WORK REQUIRED: The lines to reproduce run from the first one below to the line containing "use crate::policy::Policy;", both included. Reproduce them exactly and nothing else.

[Dataset entries]
******
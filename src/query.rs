//! Licensing query: does a state's ν/ν_raw authorise downstream truth
//! evaluation (§4.7)? Distinct from [`crate::operators::query_next`], which
//! ranks states for refinement priority rather than gating evaluation.

use serde::{Deserialize, Serialize};

use crate::policy::Policy;
use crate::state::State;

/// Why a licensing query resolved the way it did (§4.7).
#[derive(Debug, Clone, Copy, PartialEq, Eq, Serialize, Deserialize)]
pub enum LicenseReason {
    Licensed,
    StructurallyVague,
    PenaltyBlock,
    NullClassified,
}

/// The outcome of [`query`].
#[derive(Debug, Clone, Copy, PartialEq, Serialize, Deserialize)]
pub struct QueryResult {
    pub licensed: bool,
    pub nu_raw: f64,
    pub nu: f64,
    pub reason: LicenseReason,
}

/// `query(state, policy)` (§4.7).
///
/// `reason = null_classified` shadows every other reason once `ν ≥ θ_null`;
/// otherwise licensing follows the ν_raw/ν threshold pair.
pub fn query(state: &State, policy: &Policy) -> QueryResult {
    let nu_raw = state.nu_raw;
    let nu = state.nu(policy.penalty_mode);

    let reason = if nu >= policy.theta_null {
        LicenseReason::NullClassified
    } else if nu_raw > policy.theta_eval_raw {
        LicenseReason::StructurallyVague
    } else if nu > policy.theta_eval {
        LicenseReason::PenaltyBlock
    } else {
        LicenseReason::Licensed
    };

    let licensed = nu_raw <= policy.theta_eval_raw && nu <= policy.theta_eval;

    QueryResult {
        licensed,
        nu_raw,
        nu,
        reason,
    }
}

#[cfg(test)]
mod tests {
    use super::*;
    use crate::clock::Timestamp;
    use crate::evidence::DedupMode;
    use crate::ids::{ContextID, TargetID};

    fn ts(secs: i64) -> Timestamp {
        Timestamp::new(chrono::DateTime::from_timestamp(secs, 0).unwrap())
    }

    fn state_with(nu_raw: f64) -> State {
        let mut state = State::initial(TargetID::new("t"), ContextID::new("k"), ts(0), DedupMode::Strict);
        state.nu_raw = nu_raw;
        state
    }

    #[test]
    fn low_nu_raw_and_nu_is_licensed() {
        let policy = Policy::default();
        let state = state_with(0.2);
        let result = query(&state, &policy);
        assert!(result.licensed);
        assert_eq!(result.reason, LicenseReason::Licensed);
    }

    #[test]
    fn high_nu_raw_is_structurally_vague_regardless_of_nu() {
        let policy = Policy::default();
        let state = state_with(0.6); // > theta_eval_raw (0.5)
        let result = query(&state, &policy);
        assert!(!result.licensed);
        assert_eq!(result.reason, LicenseReason::StructurallyVague);
    }

    #[test]
    fn low_nu_raw_but_penalty_pushed_nu_high_is_penalty_block() {
        let policy = Policy::default();
        let mut state = state_with(0.3); // <= theta_eval_raw (0.5)
        state
            .nu_penalties
            .insert(crate::penalty::PenaltySource::Manual, 0.5); // nu -> 0.8 > theta_eval (0.4)
        let result = query(&state, &policy);
        assert!(!result.licensed);
        assert_eq!(result.reason, LicenseReason::PenaltyBlock);
    }

    #[test]
    fn nu_above_theta_null_shadows_other_reasons() {
        let policy = Policy::default();
        let state = state_with(0.9); // nu_raw high AND nu >= theta_null (0.7)
        let result = query(&state, &policy);
        assert!(!result.licensed);
        assert_eq!(result.reason, LicenseReason::NullClassified);
    }
}
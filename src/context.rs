//! Contexts: scopes of refinement bundling agent roles, a time window, and a
//! governed set of targets.

use std::collections::{HashMap, HashSet};

use serde::{Deserialize, Serialize};

use crate::clock::Timestamp;
use crate::ids::{AgentID, ContextID, TargetID};

/// An agent's standing relative to a context's inquiry (§3).
#[derive(Debug, Clone, Copy, PartialEq, Eq, Hash, Serialize, Deserialize)]
pub enum Role {
    /// Inquirer side.
    I,
    /// Non-inquirer side.
    NotI,
    /// Both sides (coalition agent).
    Both,
    /// No role assigned.
    Unknown,
}

impl Default for Role {
    fn default() -> Self {
        Self::Unknown
    }
}

/// A half-open time interval `[start, end)`. `end = None` means "still open".
#[derive(Debug, Clone, Copy, PartialEq, Eq, Serialize, Deserialize)]
pub struct TimeInterval {
    pub start: Timestamp,
    pub end: Option<Timestamp>,
}

impl TimeInterval {
    pub fn from(start: Timestamp) -> Self {
        Self { start, end: None }
    }

    pub fn closed(start: Timestamp, end: Timestamp) -> Self {
        Self {
            start,
            end: Some(end),
        }
    }

    /// Whether `t` falls within `[start, end)`.
    pub fn contains(&self, t: Timestamp) -> bool {
        t >= self.start && self.end.is_none_or(|end| t < end)
    }
}

/// A scope of refinement: agent roles, a governed time window, and the set of
/// targets this context has jurisdiction over (§3).
#[derive(Debug, Clone, Serialize, Deserialize)]
pub struct Context {
    pub id: ContextID,
    pub i_side: HashSet<AgentID>,
    pub not_i_side: HashSet<AgentID>,
    pub tau: TimeInterval,
    pub policy_ref: String,
    pub scope: HashSet<TargetID>,
    roles: HashMap<AgentID, Role>,
}

impl Context {
    pub fn new(id: ContextID, tau: TimeInterval, policy_ref: impl Into<String>) -> Self {
        Self {
            id,
            i_side: HashSet::new(),
            not_i_side: HashSet::new(),
            tau,
            policy_ref: policy_ref.into(),
            scope: HashSet::new(),
            roles: HashMap::new(),
        }
    }

    /// Assign an explicit role to an agent. Also threads the agent into the
    /// I-side/NotI-side sets for `I`/`NotI`/`Both` roles so the two views
    /// stay consistent.
    pub fn set_role(&mut self, agent: AgentID, role: Role) {
        match role {
            Role::I => {
                self.i_side.insert(agent.clone());
            }
            Role::NotI => {
                self.not_i_side.insert(agent.clone());
            }
            Role::Both => {
                self.i_side.insert(agent.clone());
                self.not_i_side.insert(agent.clone());
            }
            Role::Unknown => {}
        }
        self.roles.insert(agent, role);
    }

    /// `role: AgentID -> Role` (§3). Agents with no explicit assignment are
    /// `Unknown`.
    pub fn role(&self, agent: &AgentID) -> Role {
        self.roles.get(agent).copied().unwrap_or_default()
    }

    pub fn with_scope_target(mut self, target: TargetID) -> Self {
        self.scope.insert(target);
        self
    }
}
//! The refinement record: the provenance entry every operator produces
//! alongside its new state (§4.6, §4.8).

use serde::{Deserialize, Serialize};

use crate::clock::Timestamp;
use crate::ids::EvidenceID;
use crate::penalty::PenaltyMap;

/// What one operator application did to a state's ν.
///
/// References states only by their ν values, never by the `State` itself —
/// this keeps the trace acyclic (§9 "provenance without cycles").
#[derive(Debug, Clone, PartialEq, Serialize, Deserialize)]
pub struct RefinementRecord {
    pub operator_name: &'static str,
    pub time: Timestamp,
    pub before_nu_raw: f64,
    pub before_nu: f64,
    pub after_nu_raw: f64,
    pub after_nu: f64,
    /// Penalty sources touched by this operator, mapped to their new value
    /// (not the delta — a source present here had its value set or cleared).
    pub penalties_delta: PenaltyMap,
    pub evidence_added: Vec<EvidenceID>,
    pub notes: String,
}

impl RefinementRecord {
    pub fn nu_delta(&self) -> f64 {
        self.after_nu - self.before_nu
    }

    pub fn nu_raw_delta(&self) -> f64 {
        self.after_nu_raw - self.before_nu_raw
    }
}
******
RESULT:
filename src/query.rs
//! Licensing query: does a state's ν/ν_raw authorise downstream truth
//! evaluation (§4.7)? Distinct from [`crate::operators::query_next`], which
//! ranks states for refinement priority rather than gating evaluation.

use serde::{Deserialize, Serialize};

use crate::policy::Policy;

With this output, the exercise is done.